Полную противоположность представляет другой метод изучения, положенный в основу работы М. Арнольда «Почерк и изобразительная форма Ван Гога». Она появилась в 1973 году, когда весьма влиятельными сделались методы структуралистского анализа. Автор подвергает «дуктус» Ван Гога (почерк, систему мазков, штрихов) очень подробному исследованию и классификации, исходя из того в общем справедливого тезиса, что Ван Гог, хотя и руководствовался в большой мере чувствами, «но одновременно не меньше заботился о ясных, рациональных и логических построениях»[116]116
Arnold M. Duktus und Bildform bei Vincent Van Gogh, 1973, S. 6–7.
[Закрыть]. Арнольд находит у него два вида «почерка» – дескриптивный (предметный, воссоздающий фактуру и форму изображаемого предмета) и экспрессивный (автономный, эмансипированный от фактуры, а частично и от формы предмета); первый преобладает в раннем периоде, второй – в позднем. Это положение, несомненно имеющее под собой реальную почву, конкретизируется на протяжении книги, причем автор с довольно утомительной тщательностью классифицирует все виды мазков и штрихов Ван Гога, посвящая каждому отдельный параграф (параллельные штрихи, пересекающиеся, гнутые, зигзагообразные и т. д.). Нельзя сказать, что подобное скрупулезное изучение совершенно излишне: в процессе его уясняются и уточняются многие особенности стиля художника, хотя, вероятно, можно было делать это с меньшим педантизмом. Но с чем невозможно согласиться, это с мнением автора, заявленным в самом начале книги, что только такой способ и является плодотворным, способным «исправить фальшивый и односторонний образ Ван Гога» и дать его «объективную характеристику». Как раз полнота характеристики не достигается: анализ почерка, каким написано послание, еще не означает прочтения послания.

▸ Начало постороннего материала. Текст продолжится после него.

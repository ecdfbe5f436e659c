// Copyright (C) 2026 Fred Clausen
// Use of this source code is governed by an MIT-style
// license that can be found in the LICENSE file or at
// https://opensource.org/licenses/MIT.

//! API request and response data transfer objects.
//!
//! Dates and times arrive as strings so that every accepted wire format is
//! normalised in one place before reaching the core. Required fields are
//! modelled as `Option` so that missing values become per-field validation
//! errors instead of opaque decode failures.

use reserva_domain::{
    BookingPolicy, CalendarDay, OwnerSummary, PolicyUpdate, SlotDescriptor, format_date,
    format_display_time, format_time,
};
use reserva_persistence::ReservationWithOwner;
use serde::{Deserialize, Deserializer, Serialize};

/// Default page size for admin listings.
pub const DEFAULT_LIST_LIMIT: i64 = 50;
/// Largest accepted page size for admin listings.
pub const MAX_LIST_LIMIT: i64 = 200;

/// Distinguishes an absent field from an explicit `null`.
///
/// Absent deserializes to `None` (via `#[serde(default)]`), `null` to
/// `Some(None)`, and a value to `Some(Some(value))`.
fn double_option<'de, D, T>(deserializer: D) -> Result<Option<Option<T>>, D::Error>
where
    D: Deserializer<'de>,
    T: Deserialize<'de>,
{
    Option::<T>::deserialize(deserializer).map(Some)
}

// ============================================================================
// Booking settings
// ============================================================================

/// Booking settings as sent by an admin.
///
/// For creation every field except `off_days` is required; for updates every
/// field is optional and absent fields keep their current value.
#[derive(Debug, Clone, Default, PartialEq, Eq, Serialize, Deserialize)]
pub struct BookingSettingsRequest {
    /// Opening hour (0-23).
    pub working_hours_start: Option<i64>,
    /// Closing hour (0-23), after the opening hour.
    pub working_hours_end: Option<i64>,
    /// Slot length in minutes.
    pub slot_duration_minutes: Option<i64>,
    /// Closed weekdays, Monday = 0 through Sunday = 6.
    pub off_days: Option<Vec<i64>>,
}

impl BookingSettingsRequest {
    /// Converts this request to a partial policy update.
    #[must_use]
    pub fn to_update(&self) -> PolicyUpdate {
        PolicyUpdate {
            working_hours_start: self.working_hours_start,
            working_hours_end: self.working_hours_end,
            slot_duration_minutes: self.slot_duration_minutes,
            off_days: self.off_days.clone(),
        }
    }
}

/// The active booking settings.
#[derive(Debug, Clone, PartialEq, Eq, Serialize, Deserialize)]
pub struct BookingSettingsResponse {
    /// The policy identifier.
    pub id: i64,
    /// Opening hour.
    pub working_hours_start: u8,
    /// Closing hour.
    pub working_hours_end: u8,
    /// Slot length in minutes.
    pub slot_duration_minutes: u32,
    /// Closed weekdays, ascending.
    pub off_days: Vec<u8>,
    /// Always `true` for the active policy.
    pub is_active: bool,
    /// Creation timestamp (RFC 3339).
    pub created_at: String,
    /// Last update timestamp (RFC 3339).
    pub updated_at: String,
}

impl From<&BookingPolicy> for BookingSettingsResponse {
    fn from(policy: &BookingPolicy) -> Self {
        Self {
            id: policy.policy_id,
            working_hours_start: policy.settings.working_hours_start(),
            working_hours_end: policy.settings.working_hours_end(),
            slot_duration_minutes: policy.settings.slot_duration_minutes(),
            off_days: policy.settings.off_days().iter().copied().collect(),
            is_active: policy.is_active,
            created_at: policy.created_at.clone(),
            updated_at: policy.updated_at.clone(),
        }
    }
}

/// The working window as `HH:MM` strings.
#[derive(Debug, Clone, PartialEq, Eq, Serialize, Deserialize)]
pub struct WorkingHours {
    /// Opening time.
    pub start: String,
    /// Closing time.
    pub end: String,
}

impl From<&BookingPolicy> for WorkingHours {
    fn from(policy: &BookingPolicy) -> Self {
        Self {
            start: format!("{:02}:00", policy.settings.working_hours_start()),
            end: format!("{:02}:00", policy.settings.working_hours_end()),
        }
    }
}

// ============================================================================
// Availability
// ============================================================================

/// Query for the slots of one date.
#[derive(Debug, Clone, Default, PartialEq, Eq, Serialize, Deserialize)]
pub struct AvailableSlotsQuery {
    /// The date, in any accepted wire format.
    pub date: Option<String>,
    /// The service being booked; echoed back.
    pub service: Option<String>,
    /// Also list reserved slots (with `available: false`).
    pub include_reserved: Option<bool>,
}

/// One slot in an availability response.
#[derive(Debug, Clone, PartialEq, Eq, Serialize, Deserialize)]
pub struct SlotInfo {
    /// Start time (`HH:MM`).
    pub time: String,
    /// Start time (`hh:mm AM/PM`).
    pub display_time: String,
    /// End time (`HH:MM`).
    pub end_time: String,
    /// Slot length in minutes.
    pub duration_minutes: u32,
    /// Whether the slot is free.
    pub available: bool,
}

impl From<&SlotDescriptor> for SlotInfo {
    fn from(slot: &SlotDescriptor) -> Self {
        Self {
            time: format_time(slot.start_time),
            display_time: format_display_time(slot.start_time),
            end_time: format_time(slot.end_time),
            duration_minutes: slot.duration_minutes,
            available: slot.available,
        }
    }
}

/// Slots for one date.
#[derive(Debug, Clone, PartialEq, Eq, Serialize, Deserialize)]
pub struct AvailableSlotsResponse {
    /// The date (`YYYY-MM-DD`).
    pub date: String,
    /// The requested service, echoed.
    pub service: Option<String>,
    /// Whether the date is an off day.
    pub is_off_day: bool,
    /// The working window.
    pub working_hours: WorkingHours,
    /// Slot length in minutes.
    pub duration_minutes: u32,
    /// Number of free slots.
    pub total_available_slots: usize,
    /// The slots, chronologically.
    pub available_slots: Vec<SlotInfo>,
}

/// Query for a month calendar. Absent fields default to the current month.
#[derive(Debug, Clone, Default, PartialEq, Eq, Serialize, Deserialize)]
pub struct CalendarQuery {
    /// The year.
    pub year: Option<i32>,
    /// The month number (1-12).
    pub month: Option<u8>,
}

/// One day of a month calendar.
#[derive(Debug, Clone, PartialEq, Eq, Serialize, Deserialize)]
pub struct CalendarDayInfo {
    /// The date (`YYYY-MM-DD`).
    pub date: String,
    /// Day of month.
    pub day: u8,
    /// English weekday name.
    pub day_name: String,
    /// Whether the policy closes on this weekday.
    pub is_off_day: bool,
    /// Saturday or Sunday.
    pub is_weekend: bool,
    /// Whether this is today in the business timezone.
    pub is_today: bool,
    /// Reservations holding a slot.
    pub reserved_count: u32,
    /// Slots still open.
    pub available_count: u32,
}

impl From<&CalendarDay> for CalendarDayInfo {
    fn from(day: &CalendarDay) -> Self {
        Self {
            date: format_date(day.date),
            day: day.day(),
            day_name: day.day_name(),
            is_off_day: day.is_off_day,
            is_weekend: day.is_weekend,
            is_today: day.is_today,
            reserved_count: day.reserved_count,
            available_count: day.available_count,
        }
    }
}

/// A month calendar.
#[derive(Debug, Clone, PartialEq, Eq, Serialize, Deserialize)]
pub struct CalendarResponse {
    /// The year.
    pub year: i32,
    /// The month number.
    pub month: u8,
    /// The working window.
    pub working_hours: WorkingHours,
    /// Closed weekdays.
    pub off_days: Vec<u8>,
    /// One entry per day of the month.
    pub days: Vec<CalendarDayInfo>,
}

// ============================================================================
// Reservations
// ============================================================================

/// An owner summary as rendered in snapshots.
///
/// Absent profile fields render as empty strings.
#[derive(Debug, Clone, PartialEq, Eq, Serialize, Deserialize)]
pub struct UserDetails {
    /// The user ID.
    pub id: i64,
    /// Phone number.
    pub phone: String,
    /// First name.
    pub first_name: String,
    /// Last name.
    pub last_name: String,
    /// Email address.
    pub email: String,
    /// Whether the account is active.
    pub is_active: bool,
    /// Account creation timestamp.
    pub date_joined: String,
    /// Gender.
    pub gender: String,
    /// Country.
    pub country: String,
}

impl From<&OwnerSummary> for UserDetails {
    fn from(owner: &OwnerSummary) -> Self {
        Self {
            id: owner.user_id,
            phone: owner.phone.clone(),
            first_name: owner.first_name.clone(),
            last_name: owner.last_name.clone(),
            email: owner.email.clone(),
            is_active: owner.is_active,
            date_joined: owner.date_joined.clone(),
            gender: owner.gender.clone().unwrap_or_default(),
            country: owner.country.clone().unwrap_or_default(),
        }
    }
}

/// A reservation with its owner, as returned by the API and published to
/// live dashboards.
#[derive(Debug, Clone, PartialEq, Eq, Serialize, Deserialize)]
pub struct BookingSnapshot {
    /// The reservation ID.
    pub id: i64,
    /// The owner's user ID.
    pub user_id: i64,
    /// The booked service.
    pub service_name: String,
    /// Booking date (`YYYY-MM-DD`).
    pub booking_date: String,
    /// Start time (`HH:MM`).
    pub booking_time: String,
    /// Start time (`hh:mm AM/PM`).
    pub display_time: String,
    /// End time (`HH:MM`).
    pub end_time: String,
    /// Length in minutes.
    pub duration_minutes: u32,
    /// `upcoming`, `cancelled`, or `completed`.
    pub status: String,
    /// Free-form notes.
    pub notes: Option<String>,
    /// Creation timestamp.
    pub created_at: String,
    /// Last update timestamp.
    pub updated_at: String,
    /// The owner.
    pub user_details: UserDetails,
}

impl From<&ReservationWithOwner> for BookingSnapshot {
    fn from(record: &ReservationWithOwner) -> Self {
        let reservation = &record.reservation;
        Self {
            id: reservation.reservation_id,
            user_id: reservation.owner_id,
            service_name: reservation.service_name.clone(),
            booking_date: format_date(reservation.date),
            booking_time: format_time(reservation.time),
            display_time: format_display_time(reservation.time),
            end_time: format_time(reservation.end_time()),
            duration_minutes: reservation.duration_minutes,
            status: reservation.status.as_str().to_string(),
            notes: reservation.notes.clone(),
            created_at: reservation.created_at.clone(),
            updated_at: reservation.updated_at.clone(),
            user_details: UserDetails::from(&record.owner),
        }
    }
}

/// A customer's booking request.
#[derive(Debug, Clone, Default, PartialEq, Eq, Serialize, Deserialize)]
pub struct CreateReservationRequest {
    /// The service to book.
    pub service_name: Option<String>,
    /// The date, in any accepted wire format.
    #[serde(alias = "booking_date")]
    pub date: Option<String>,
    /// The start time, in any accepted wire format.
    #[serde(alias = "booking_time")]
    pub time: Option<String>,
    /// Free-form notes.
    pub notes: Option<String>,
}

/// An admin booking on behalf of an existing user.
#[derive(Debug, Clone, Default, PartialEq, Eq, Serialize, Deserialize)]
pub struct AdminCreateReservationRequest {
    /// The owner.
    pub user_id: Option<i64>,
    /// The booking details.
    #[serde(flatten)]
    pub booking: CreateReservationRequest,
}

/// A partial reservation update. Absent fields are left unchanged.
#[derive(Debug, Clone, Default, PartialEq, Eq, Serialize, Deserialize)]
pub struct UpdateReservationRequest {
    /// New service name.
    pub service_name: Option<String>,
    /// New date.
    #[serde(alias = "booking_date")]
    pub date: Option<String>,
    /// New start time.
    #[serde(alias = "booking_time")]
    pub time: Option<String>,
    /// New status.
    pub status: Option<String>,
    /// New notes; `null` clears them.
    #[serde(
        default,
        deserialize_with = "double_option",
        skip_serializing_if = "Option::is_none"
    )]
    pub notes: Option<Option<String>>,
}

/// An admin status change.
#[derive(Debug, Clone, Default, PartialEq, Eq, Serialize, Deserialize)]
pub struct StatusUpdateRequest {
    /// The new status.
    pub status: Option<String>,
}

/// A booking made by an agent for a customer identified by phone.
#[derive(Debug, Clone, Default, PartialEq, Eq, Serialize, Deserialize)]
pub struct AgentBookingRequest {
    /// The customer's phone number.
    pub phone: Option<String>,
    /// The service to book.
    pub service_name: Option<String>,
    /// The date, in any accepted wire format.
    pub booking_date: Option<String>,
    /// The start time, in any accepted wire format.
    pub booking_time: Option<String>,
    /// Used only if the customer is new.
    pub first_name: Option<String>,
    /// Used only if the customer is new.
    pub last_name: Option<String>,
    /// Used only if the customer is new.
    pub email: Option<String>,
    /// Used only if the customer is new.
    pub gender: Option<String>,
    /// Used only if the customer is new.
    pub country: Option<String>,
    /// Free-form notes.
    pub notes: Option<String>,
}

/// The result of an agent booking.
#[derive(Debug, Clone, PartialEq, Eq, Serialize, Deserialize)]
pub struct AgentBookingResponse {
    /// Whether the customer account was created by this call.
    pub user_created: bool,
    /// The customer.
    pub user: UserDetails,
    /// The new reservation.
    pub booking: BookingSnapshot,
}

/// Confirmation of a hard delete.
#[derive(Debug, Clone, PartialEq, Eq, Serialize, Deserialize)]
pub struct DeleteReservationResponse {
    /// The deleted reservation ID.
    pub id: i64,
    /// A success message.
    pub message: String,
}

/// A caller's own reservations.
#[derive(Debug, Clone, PartialEq, Eq, Serialize, Deserialize)]
pub struct ReservationListResponse {
    /// The reservations, newest booking first.
    pub reservations: Vec<BookingSnapshot>,
    /// How many were returned.
    pub count: usize,
}

/// Filters for the admin listing.
#[derive(Debug, Clone, Default, PartialEq, Eq, Serialize, Deserialize)]
pub struct ListReservationsQuery {
    /// Exact booking date.
    pub date: Option<String>,
    /// Service name substring.
    pub service: Option<String>,
    /// Exact status.
    pub status: Option<String>,
    /// Exact owner.
    pub user_id: Option<i64>,
    /// Owner phone substring.
    pub phone: Option<String>,
    /// Page size (default 50, max 200).
    pub limit: Option<i64>,
    /// Records to skip.
    pub offset: Option<i64>,
}

/// Paging information for a listing.
#[derive(Debug, Clone, PartialEq, Eq, Serialize, Deserialize)]
pub struct Pagination {
    /// Records matching the filter.
    pub total_count: i64,
    /// Page size used.
    pub limit: i64,
    /// Records skipped.
    pub offset: i64,
    /// Whether more records follow this page.
    pub has_more: bool,
}

/// One page of the admin listing.
#[derive(Debug, Clone, PartialEq, Eq, Serialize, Deserialize)]
pub struct BookingListResponse {
    /// The records on this page.
    pub bookings: Vec<BookingSnapshot>,
    /// Paging information.
    pub pagination: Pagination,
}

В заключение беглого обзора литературы о Ван Гоге остановлюсь коротко на русской и советской «вангогиане». Она сравнительно невелика, несмотря на то что искусство Ван Гога воспринимается как близкое по духу русской гуманистической традиции, а в наших музеях имеется хотя и небольшое, но достаточно представительное собрание картин периода Арля, Сен-Реми и Овера (только произведения голландского и парижского периодов отсутствуют).

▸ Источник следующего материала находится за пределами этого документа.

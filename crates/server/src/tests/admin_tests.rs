// Copyright (C) 2026 Fred Clausen
// Use of this source code is governed by an MIT-style
// license that can be found in the LICENSE file or at
// https://opensource.org/licenses/MIT.

use axum::http::StatusCode;
use reserva_api::ADMIN_BOOKINGS_GROUP;
use serde_json::{Value, json};

use super::helpers::{ADMIN, As, booking_body, create_test_app_state, create_test_user, send};
use crate::AppState;

#[tokio::test]
async fn test_admin_create_get_status_delete() {
    let app_state: AppState = create_test_app_state();
    let owner = create_test_user(&app_state, "0501112222").await;

    let mut body: Value = booking_body("2025-11-03", "09:00");
    body["user_id"] = json!(owner.user_id);
    let (status, created) = send(&app_state, "POST", "/admin/bookings", Some(ADMIN), Some(body)).await;
    assert_eq!(status, StatusCode::CREATED);
    assert_eq!(created["user_id"], owner.user_id);

    let uri: String = format!("/admin/bookings/{}", created["id"]);
    let (status, fetched) = send(&app_state, "GET", &uri, Some(ADMIN), None).await;
    assert_eq!(status, StatusCode::OK);
    assert_eq!(fetched["user_details"]["phone"], "0501112222");

    let (status, completed) = send(
        &app_state,
        "PUT",
        &format!("{uri}/status"),
        Some(ADMIN),
        Some(json!({"status": "completed"})),
    )
    .await;
    assert_eq!(status, StatusCode::OK);
    assert_eq!(completed["status"], "completed");

    let (status, deleted) = send(&app_state, "DELETE", &uri, Some(ADMIN), None).await;
    assert_eq!(status, StatusCode::OK);
    assert_eq!(deleted["id"], created["id"]);

    let (status, _) = send(&app_state, "GET", &uri, Some(ADMIN), None).await;
    assert_eq!(status, StatusCode::NOT_FOUND);
}

#[tokio::test]
async fn test_admin_listing_paginates() {
    let app_state: AppState = create_test_app_state();
    for (index, time) in ["09:00", "10:00", "11:00"].iter().enumerate() {
        let owner = create_test_user(&app_state, &format!("050111222{index}")).await;
        send(
            &app_state,
            "POST",
            "/reservations",
            Some(As(owner.user_id, "user")),
            Some(booking_body("2025-11-03", time)),
        )
        .await;
    }

    let (status, page) = send(
        &app_state,
        "GET",
        "/admin/bookings?date=2025-11-03&limit=2&offset=0",
        Some(ADMIN),
        None,
    )
    .await;

    assert_eq!(status, StatusCode::OK);
    assert_eq!(page["bookings"].as_array().unwrap().len(), 2);
    assert_eq!(page["pagination"]["total_count"], 3);
    assert_eq!(page["pagination"]["has_more"], true);

    let (_, by_phone) = send(
        &app_state,
        "GET",
        "/admin/bookings?phone=2221",
        Some(ADMIN),
        None,
    )
    .await;
    assert_eq!(by_phone["pagination"]["total_count"], 1);
    assert_eq!(by_phone["bookings"][0]["booking_time"], "10:00");
}

#[tokio::test]
async fn test_admin_routes_reject_non_admins() {
    let app_state: AppState = create_test_app_state();
    let owner = create_test_user(&app_state, "0501112222").await;

    let (status, body) = send(
        &app_state,
        "GET",
        "/admin/bookings",
        Some(As(owner.user_id, "user")),
        None,
    )
    .await;

    assert_eq!(status, StatusCode::FORBIDDEN);
    assert_eq!(body["error"], "Forbidden");
}

#[tokio::test]
async fn test_live_socket_requires_admin() {
    let app_state: AppState = create_test_app_state();

    let (status, body) = send(
        &app_state,
        "GET",
        "/ws/admin/bookings",
        Some(super::helpers::AGENT),
        None,
    )
    .await;

    assert_eq!(status, StatusCode::FORBIDDEN);
    assert_eq!(body["error"], "Forbidden");

    let (status, _) = send(&app_state, "GET", "/ws/admin/bookings", None, None).await;
    assert_eq!(status, StatusCode::UNAUTHORIZED);
}

#[tokio::test]
async fn test_live_socket_admin_without_handshake_is_rejected() {
    let app_state: AppState = create_test_app_state();

    let (status, _) = send(&app_state, "GET", "/ws/admin/bookings", Some(ADMIN), None).await;

    assert!(status.is_client_error());
    assert_ne!(status, StatusCode::FORBIDDEN);
}

#[tokio::test]
async fn test_mutations_reach_live_subscribers() {
    let app_state: AppState = create_test_app_state();
    let mut rx = app_state.bus.subscribe();
    let owner = create_test_user(&app_state, "0501112222").await;

    let (_, created) = send(
        &app_state,
        "POST",
        "/reservations",
        Some(As(owner.user_id, "user")),
        Some(booking_body("2025-11-03", "09:00")),
    )
    .await;
    send(
        &app_state,
        "DELETE",
        &format!("/admin/bookings/{}", created["id"]),
        Some(ADMIN),
        None,
    )
    .await;

    let first: Value = serde_json::from_str(&rx.try_recv().unwrap()).unwrap();
    let second: Value = serde_json::from_str(&rx.try_recv().unwrap()).unwrap();
    assert_eq!(first["type"], "booking_created");
    assert_eq!(second["type"], "booking_deleted");
    assert_eq!(second["data"], created);
    assert_eq!(ADMIN_BOOKINGS_GROUP, "admin_bookings");
}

Впервые русские читатели узнали о Ван Гоге в 1908 году: тогда в журнале «Золотое руно» была опубликована статья М. Дени «От Ван Гога и Гогена к неоклассицизму» (одновременно с ее опубликованием во Франции) и статья М. Волошина. В 1913 году в журнале «Аполлон» появились в русском переводе письма Ван Гога к Бернару и статья о Ван Гоге А. Шервашидзе. Через два года Я. Тугендхольд опубликовал эссе о Ван Гоге в книге «Проблемы и характеристики», а уже в советское время, в 1919 году, вышла монография того же автора «Винсент Ван Гог». В ней немало фактических неточностей, что неудивительно, так как тогда изучение наследия и биографии художника только начиналось и в других странах, – тем не менее Я. Тугендхольд, один из выдающихся советских искусствоведов, со свойственной ему художественной чуткостью нашел верный ключ к пониманию искусства Ван Гога. То, что сказано в работе Тугендхольда об одухотворенности и очеловеченности природы под кистью Ван Гога, о выражении «динамического бытия» предметов, о синтезе состояний, – сказано глубоко и верно.